Problem to solve — All lines in the material containing the word "BroadcastStream" need to be copied.

Extracted information —
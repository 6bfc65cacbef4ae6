//! Server-Sent Events for real-time scene updates

use axum::response::sse::{Event, KeepAlive, Sse};
use futures::stream::Stream;
use std::convert::Infallible;
use std::sync::Arc;
use std::time::Duration;
use tokio_stream::wrappers::BroadcastStream;
use tokio_stream::StreamExt;

use crate::scene::SceneState;
use crate::AppState;

/// Create an SSE stream of scene changes
pub fn create_scene_stream(
    app_state: Arc<AppState>,
) -> Sse<impl Stream<Item = Result<Event, Infallible>>> {
    let rx = app_state.subscribe_scene();

    let stream = BroadcastStream::new(rx).filter_map(|result| match result {
        Ok(scene) => Some(Ok(scene_to_event(&scene))),
        Err(_) => None, // Skip lagged messages
    });

    Sse::new(stream).keep_alive(
        KeepAlive::new()
            .interval(Duration::from_secs(15))
            .text("keep-alive"),
    )
}

/// Convert scene state to an SSE event
fn scene_to_event(scene: &SceneState) -> Event {
    let data = serde_json::json!({
        "phase": scene.phase(),
        "scene": scene,
    });

    Event::default().event("scene").data(data.to_string())
}
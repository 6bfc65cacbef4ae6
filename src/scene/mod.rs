//! Scene state shared by the web API and the desktop viewer

mod state;

pub use state::{ScenePhase, SceneState};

Exercise result —
use tokio_stream::wrappers::BroadcastStream;
    let stream = BroadcastStream::new(rx).filter_map(|result| match result {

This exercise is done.